RECORD EXCERPTS Start Marker

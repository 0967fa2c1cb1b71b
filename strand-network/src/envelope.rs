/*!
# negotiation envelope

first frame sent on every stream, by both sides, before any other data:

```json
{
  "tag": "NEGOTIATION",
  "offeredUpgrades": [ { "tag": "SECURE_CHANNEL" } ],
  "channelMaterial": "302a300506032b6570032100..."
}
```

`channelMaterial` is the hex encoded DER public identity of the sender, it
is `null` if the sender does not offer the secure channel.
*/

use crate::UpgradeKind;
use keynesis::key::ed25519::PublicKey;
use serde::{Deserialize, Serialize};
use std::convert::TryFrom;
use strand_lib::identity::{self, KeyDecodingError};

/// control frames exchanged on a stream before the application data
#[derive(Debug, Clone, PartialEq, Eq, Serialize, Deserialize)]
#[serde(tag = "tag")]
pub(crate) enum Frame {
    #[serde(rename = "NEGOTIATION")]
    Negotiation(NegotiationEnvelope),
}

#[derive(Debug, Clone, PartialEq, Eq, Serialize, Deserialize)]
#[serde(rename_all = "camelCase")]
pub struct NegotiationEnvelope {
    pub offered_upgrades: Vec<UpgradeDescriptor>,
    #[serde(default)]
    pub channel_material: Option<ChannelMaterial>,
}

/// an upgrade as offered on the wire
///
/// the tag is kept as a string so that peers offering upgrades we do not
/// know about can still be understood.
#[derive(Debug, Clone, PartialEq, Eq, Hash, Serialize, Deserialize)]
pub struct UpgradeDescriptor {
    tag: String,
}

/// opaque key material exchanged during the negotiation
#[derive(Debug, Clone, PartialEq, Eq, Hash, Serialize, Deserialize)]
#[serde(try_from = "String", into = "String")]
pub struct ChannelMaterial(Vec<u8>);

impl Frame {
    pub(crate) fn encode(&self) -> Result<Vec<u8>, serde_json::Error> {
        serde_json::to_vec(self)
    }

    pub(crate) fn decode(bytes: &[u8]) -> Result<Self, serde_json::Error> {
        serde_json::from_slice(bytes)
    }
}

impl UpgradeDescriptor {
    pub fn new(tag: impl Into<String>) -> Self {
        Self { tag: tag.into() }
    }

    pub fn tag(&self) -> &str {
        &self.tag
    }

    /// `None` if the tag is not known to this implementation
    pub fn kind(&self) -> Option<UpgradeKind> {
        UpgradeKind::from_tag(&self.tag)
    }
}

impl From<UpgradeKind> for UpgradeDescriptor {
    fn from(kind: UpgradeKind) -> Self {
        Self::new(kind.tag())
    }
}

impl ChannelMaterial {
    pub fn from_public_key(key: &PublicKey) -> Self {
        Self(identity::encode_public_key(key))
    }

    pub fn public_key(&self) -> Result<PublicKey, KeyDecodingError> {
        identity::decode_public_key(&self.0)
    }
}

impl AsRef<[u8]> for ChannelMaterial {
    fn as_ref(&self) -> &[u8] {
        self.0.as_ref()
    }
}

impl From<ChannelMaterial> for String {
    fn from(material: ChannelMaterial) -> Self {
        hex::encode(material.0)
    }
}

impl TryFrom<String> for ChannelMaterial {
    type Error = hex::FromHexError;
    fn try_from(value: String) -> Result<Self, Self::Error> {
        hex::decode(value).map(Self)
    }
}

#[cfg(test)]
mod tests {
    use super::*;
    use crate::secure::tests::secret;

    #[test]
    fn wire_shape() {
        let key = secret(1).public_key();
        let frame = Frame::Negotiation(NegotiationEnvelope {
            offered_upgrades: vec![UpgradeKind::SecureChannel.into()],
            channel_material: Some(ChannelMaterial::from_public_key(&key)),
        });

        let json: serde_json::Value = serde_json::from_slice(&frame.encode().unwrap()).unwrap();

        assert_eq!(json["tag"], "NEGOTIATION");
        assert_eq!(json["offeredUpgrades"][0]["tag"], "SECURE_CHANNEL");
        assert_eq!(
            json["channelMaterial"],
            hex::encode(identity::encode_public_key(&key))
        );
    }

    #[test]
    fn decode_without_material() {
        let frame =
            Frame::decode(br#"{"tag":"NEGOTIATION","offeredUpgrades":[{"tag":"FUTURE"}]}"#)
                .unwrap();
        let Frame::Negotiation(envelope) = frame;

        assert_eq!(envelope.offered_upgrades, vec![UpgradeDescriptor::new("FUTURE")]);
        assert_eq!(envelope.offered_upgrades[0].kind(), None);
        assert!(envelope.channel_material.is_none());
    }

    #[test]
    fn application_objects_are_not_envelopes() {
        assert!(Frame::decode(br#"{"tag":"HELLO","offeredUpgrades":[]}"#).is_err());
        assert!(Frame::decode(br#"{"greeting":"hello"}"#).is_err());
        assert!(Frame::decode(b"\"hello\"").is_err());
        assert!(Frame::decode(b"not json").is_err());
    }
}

RECORD EXCERPTS End Marker

INSTRUCTIONS FOR THE TASK → All lines above are to be transcribed exactly.

ANSWER BELOW →
repository 0967fa2c1cb1b71b
filename strand-network/src/envelope.rs
/*!
# negotiation envelope

first frame sent on every stream, by both sides, before any other data:

```json
{
  "tag": "NEGOTIATION",
  "offeredUpgrades": [ { "tag": "SECURE_CHANNEL" } ],
  "channelMaterial": "302a300506032b6570032100..."
}
```

`channelMaterial` is the hex encoded DER public identity of the sender, it
is `null` if the sender does not offer the secure channel.
*/

use crate::UpgradeKind;
use keynesis::key::ed25519::PublicKey;
use serde::{Deserialize, Serialize};
use std::convert::TryFrom;
use strand_lib::identity::{self, KeyDecodingError};

/// control frames exchanged on a stream before the application data
#[derive(Debug, Clone, PartialEq, Eq, Serialize, Deserialize)]
#[serde(tag = "tag")]
pub(crate) enum Frame {
    #[serde(rename = "NEGOTIATION")]
    Negotiation(NegotiationEnvelope),
}

#[derive(Debug, Clone, PartialEq, Eq, Serialize, Deserialize)]
#[serde(rename_all = "camelCase")]
pub struct NegotiationEnvelope {
    pub offered_upgrades: Vec<UpgradeDescriptor>,
    #[serde(default)]
    pub channel_material: Option<ChannelMaterial>,
}

/// an upgrade as offered on the wire
///
/// the tag is kept as a string so that peers offering upgrades we do not
/// know about can still be understood.
#[derive(Debug, Clone, PartialEq, Eq, Hash, Serialize, Deserialize)]
pub struct UpgradeDescriptor {
    tag: String,
}

/// opaque key material exchanged during the negotiation
#[derive(Debug, Clone, PartialEq, Eq, Hash, Serialize, Deserialize)]
#[serde(try_from = "String", into = "String")]
pub struct ChannelMaterial(Vec<u8>);

impl Frame {
    pub(crate) fn encode(&self) -> Result<Vec<u8>, serde_json::Error> {
        serde_json::to_vec(self)
    }

    pub(crate) fn decode(bytes: &[u8]) -> Result<Self, serde_json::Error> {
        serde_json::from_slice(bytes)
    }
}

impl UpgradeDescriptor {
    pub fn new(tag: impl Into<String>) -> Self {
        Self { tag: tag.into() }
    }

    pub fn tag(&self) -> &str {
        &self.tag
    }

    /// `None` if the tag is not known to this implementation
    pub fn kind(&self) -> Option<UpgradeKind> {
        UpgradeKind::from_tag(&self.tag)
    }
}

impl From<UpgradeKind> for UpgradeDescriptor {
    fn from(kind: UpgradeKind) -> Self {
        Self::new(kind.tag())
    }
}

impl ChannelMaterial {
    pub fn from_public_key(key: &PublicKey) -> Self {
        Self(identity::encode_public_key(key))
    }

    pub fn public_key(&self) -> Result<PublicKey, KeyDecodingError> {
        identity::decode_public_key(&self.0)
    }
}

impl AsRef<[u8]> for ChannelMaterial {
    fn as_ref(&self) -> &[u8] {
        self.0.as_ref()
    }
}

impl From<ChannelMaterial> for String {
    fn from(material: ChannelMaterial) -> Self {
        hex::encode(material.0)
    }
}

impl TryFrom<String> for ChannelMaterial {
    type Error = hex::FromHexError;
    fn try_from(value: String) -> Result<Self, Self::Error> {
        hex::decode(value).map(Self)
    }
}

#[cfg(test)]
mod tests {
    use super::*;
    use crate::secure::tests::secret;

    #[test]
    fn wire_shape() {
        let key = secret(1).public_key();
        let frame = Frame::Negotiation(NegotiationEnvelope {
            offered_upgrades: vec![UpgradeKind::SecureChannel.into()],
            channel_material: Some(ChannelMaterial::from_public_key(&key)),
        });

        let json: serde_json::Value = serde_json::from_slice(&frame.encode().unwrap()).unwrap();

        assert_eq!(json["tag"], "NEGOTIATION");
        assert_eq!(json["offeredUpgrades"][0]["tag"], "SECURE_CHANNEL");
        assert_eq!(
            json["channelMaterial"],
            hex::encode(identity::encode_public_key(&key))
        );
    }

    #[test]
    fn decode_without_material() {
        let frame =
            Frame::decode(br#"{"tag":"NEGOTIATION","offeredUpgrades":[{"tag":"FUTURE"}]}"#)
                .unwrap();
        let Frame::Negotiation(envelope) = frame;

        assert_eq!(envelope.offered_upgrades, vec![UpgradeDescriptor::new("FUTURE")]);
        assert_eq!(envelope.offered_upgrades[0].kind(), None);
        assert!(envelope.channel_material.is_none());
    }

    #[test]
    fn application_objects_are_not_envelopes() {
        assert!(Frame::decode(br#"{"tag":"HELLO","offeredUpgrades":[]}"#).is_err());
        assert!(Frame::decode(br#"{"greeting":"hello"}"#).is_err());
        assert!(Frame::decode(b"\"hello\"").is_err());
        assert!(Frame::decode(b"not json").is_err());
    }
}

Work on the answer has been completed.